## EXERCISE GOAL
List each line of the data that holds the word "PollState".
# # # # # # #
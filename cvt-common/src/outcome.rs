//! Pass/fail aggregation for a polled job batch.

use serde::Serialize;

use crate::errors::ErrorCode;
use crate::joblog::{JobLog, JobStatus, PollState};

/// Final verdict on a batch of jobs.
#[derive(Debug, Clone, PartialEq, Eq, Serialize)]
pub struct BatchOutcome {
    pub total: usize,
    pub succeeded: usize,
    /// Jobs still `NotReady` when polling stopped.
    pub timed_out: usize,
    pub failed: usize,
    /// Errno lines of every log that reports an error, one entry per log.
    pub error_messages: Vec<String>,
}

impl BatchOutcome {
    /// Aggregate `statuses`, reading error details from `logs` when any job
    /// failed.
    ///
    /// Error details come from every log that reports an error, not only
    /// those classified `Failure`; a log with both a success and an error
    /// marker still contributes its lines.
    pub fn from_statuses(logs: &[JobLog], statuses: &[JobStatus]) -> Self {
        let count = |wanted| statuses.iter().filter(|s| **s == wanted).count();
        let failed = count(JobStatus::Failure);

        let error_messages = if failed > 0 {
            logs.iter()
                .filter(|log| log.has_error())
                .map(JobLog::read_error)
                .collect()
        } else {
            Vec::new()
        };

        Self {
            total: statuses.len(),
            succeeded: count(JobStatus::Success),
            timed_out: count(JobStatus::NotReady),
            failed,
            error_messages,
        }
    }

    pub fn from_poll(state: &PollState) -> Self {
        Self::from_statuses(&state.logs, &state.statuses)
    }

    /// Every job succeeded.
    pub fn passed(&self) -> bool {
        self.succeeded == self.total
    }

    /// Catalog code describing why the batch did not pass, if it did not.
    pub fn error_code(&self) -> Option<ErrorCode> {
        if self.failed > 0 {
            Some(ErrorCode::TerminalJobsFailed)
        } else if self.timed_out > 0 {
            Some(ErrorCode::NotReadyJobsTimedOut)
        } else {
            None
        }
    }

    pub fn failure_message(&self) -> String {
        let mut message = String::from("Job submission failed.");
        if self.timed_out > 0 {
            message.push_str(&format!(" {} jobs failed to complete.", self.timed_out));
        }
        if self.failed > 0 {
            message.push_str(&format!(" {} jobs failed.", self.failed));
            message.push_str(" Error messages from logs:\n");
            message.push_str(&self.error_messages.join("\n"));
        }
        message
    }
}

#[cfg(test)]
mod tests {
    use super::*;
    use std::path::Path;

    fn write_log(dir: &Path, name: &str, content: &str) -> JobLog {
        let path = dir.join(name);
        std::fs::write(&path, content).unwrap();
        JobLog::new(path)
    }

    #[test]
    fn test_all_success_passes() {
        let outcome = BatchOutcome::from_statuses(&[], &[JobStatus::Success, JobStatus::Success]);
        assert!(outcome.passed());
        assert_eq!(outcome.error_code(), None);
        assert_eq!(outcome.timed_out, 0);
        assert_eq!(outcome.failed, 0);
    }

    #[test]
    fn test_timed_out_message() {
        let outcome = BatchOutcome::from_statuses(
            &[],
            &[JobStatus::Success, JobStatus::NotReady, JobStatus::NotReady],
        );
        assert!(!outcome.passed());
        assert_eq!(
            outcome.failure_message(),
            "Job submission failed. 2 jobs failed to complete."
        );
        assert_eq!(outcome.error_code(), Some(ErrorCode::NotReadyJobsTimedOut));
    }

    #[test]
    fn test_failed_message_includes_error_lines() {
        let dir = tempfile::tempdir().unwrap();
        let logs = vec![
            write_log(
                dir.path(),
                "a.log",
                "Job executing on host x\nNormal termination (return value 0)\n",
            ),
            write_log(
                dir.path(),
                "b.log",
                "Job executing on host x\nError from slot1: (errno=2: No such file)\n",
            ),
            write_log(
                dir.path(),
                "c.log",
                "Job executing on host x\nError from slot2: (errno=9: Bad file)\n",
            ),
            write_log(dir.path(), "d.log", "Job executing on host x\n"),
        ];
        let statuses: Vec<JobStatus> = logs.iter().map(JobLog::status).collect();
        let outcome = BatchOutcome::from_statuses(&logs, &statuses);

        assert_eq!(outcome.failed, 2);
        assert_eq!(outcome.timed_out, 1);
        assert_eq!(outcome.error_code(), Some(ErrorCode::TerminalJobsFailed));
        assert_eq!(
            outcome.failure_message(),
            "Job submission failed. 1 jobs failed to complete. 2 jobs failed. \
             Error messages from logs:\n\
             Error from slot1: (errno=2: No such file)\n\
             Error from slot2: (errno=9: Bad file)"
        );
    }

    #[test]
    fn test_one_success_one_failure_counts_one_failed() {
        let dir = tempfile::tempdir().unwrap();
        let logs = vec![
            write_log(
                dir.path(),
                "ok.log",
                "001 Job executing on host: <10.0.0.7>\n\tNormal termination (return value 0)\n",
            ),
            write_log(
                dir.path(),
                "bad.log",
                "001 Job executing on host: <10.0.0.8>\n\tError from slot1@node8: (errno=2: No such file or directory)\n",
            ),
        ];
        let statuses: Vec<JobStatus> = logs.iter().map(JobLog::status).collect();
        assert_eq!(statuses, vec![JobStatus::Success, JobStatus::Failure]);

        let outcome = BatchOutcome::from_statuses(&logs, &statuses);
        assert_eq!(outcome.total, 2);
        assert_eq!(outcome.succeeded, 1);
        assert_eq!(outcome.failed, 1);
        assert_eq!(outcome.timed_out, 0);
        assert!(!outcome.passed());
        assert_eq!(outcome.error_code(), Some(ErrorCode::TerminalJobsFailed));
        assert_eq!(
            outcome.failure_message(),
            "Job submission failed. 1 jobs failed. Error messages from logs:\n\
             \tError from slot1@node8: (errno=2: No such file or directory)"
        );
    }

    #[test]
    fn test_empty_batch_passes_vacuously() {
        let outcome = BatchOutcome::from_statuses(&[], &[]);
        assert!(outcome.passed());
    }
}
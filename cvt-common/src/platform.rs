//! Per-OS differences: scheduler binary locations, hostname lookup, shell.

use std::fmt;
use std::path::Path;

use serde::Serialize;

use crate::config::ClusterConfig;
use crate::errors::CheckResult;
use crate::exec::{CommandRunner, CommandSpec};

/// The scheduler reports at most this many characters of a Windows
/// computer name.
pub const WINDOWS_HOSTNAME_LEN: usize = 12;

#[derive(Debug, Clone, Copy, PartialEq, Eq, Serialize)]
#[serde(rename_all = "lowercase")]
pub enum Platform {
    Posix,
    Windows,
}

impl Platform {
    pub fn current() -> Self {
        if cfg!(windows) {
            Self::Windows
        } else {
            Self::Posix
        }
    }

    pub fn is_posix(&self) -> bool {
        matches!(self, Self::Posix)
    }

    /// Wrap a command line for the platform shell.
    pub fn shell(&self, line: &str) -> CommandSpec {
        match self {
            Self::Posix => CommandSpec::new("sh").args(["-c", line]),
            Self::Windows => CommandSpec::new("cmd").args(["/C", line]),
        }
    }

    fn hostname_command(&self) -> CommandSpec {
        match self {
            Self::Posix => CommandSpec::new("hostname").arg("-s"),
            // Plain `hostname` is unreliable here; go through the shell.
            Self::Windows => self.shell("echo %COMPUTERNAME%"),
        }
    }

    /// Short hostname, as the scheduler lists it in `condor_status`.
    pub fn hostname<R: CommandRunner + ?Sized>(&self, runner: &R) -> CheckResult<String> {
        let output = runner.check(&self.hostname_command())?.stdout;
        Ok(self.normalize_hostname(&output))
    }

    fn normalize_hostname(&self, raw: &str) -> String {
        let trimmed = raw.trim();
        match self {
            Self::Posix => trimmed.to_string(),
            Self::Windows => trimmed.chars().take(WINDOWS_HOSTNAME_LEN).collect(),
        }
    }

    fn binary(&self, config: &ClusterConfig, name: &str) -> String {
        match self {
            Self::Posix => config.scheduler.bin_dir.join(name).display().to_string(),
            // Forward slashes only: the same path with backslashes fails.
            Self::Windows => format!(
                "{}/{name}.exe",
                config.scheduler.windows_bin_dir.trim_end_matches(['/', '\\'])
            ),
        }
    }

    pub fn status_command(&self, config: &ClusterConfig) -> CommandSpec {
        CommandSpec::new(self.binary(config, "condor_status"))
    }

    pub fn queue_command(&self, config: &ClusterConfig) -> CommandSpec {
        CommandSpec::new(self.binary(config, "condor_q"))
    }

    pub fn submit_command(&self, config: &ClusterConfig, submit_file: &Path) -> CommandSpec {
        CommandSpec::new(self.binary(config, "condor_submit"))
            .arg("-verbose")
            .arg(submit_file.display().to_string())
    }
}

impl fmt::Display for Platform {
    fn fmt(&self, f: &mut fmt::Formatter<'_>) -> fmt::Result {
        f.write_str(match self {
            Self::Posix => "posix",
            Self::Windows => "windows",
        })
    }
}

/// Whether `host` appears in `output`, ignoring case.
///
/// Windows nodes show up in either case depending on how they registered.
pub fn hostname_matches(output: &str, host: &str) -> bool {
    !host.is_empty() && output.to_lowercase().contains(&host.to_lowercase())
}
# # # # # # #
## EXERCISE RESPONSE
use crate::joblog::{JobLog, JobStatus, PollState};
    pub fn from_poll(state: &PollState) -> Self {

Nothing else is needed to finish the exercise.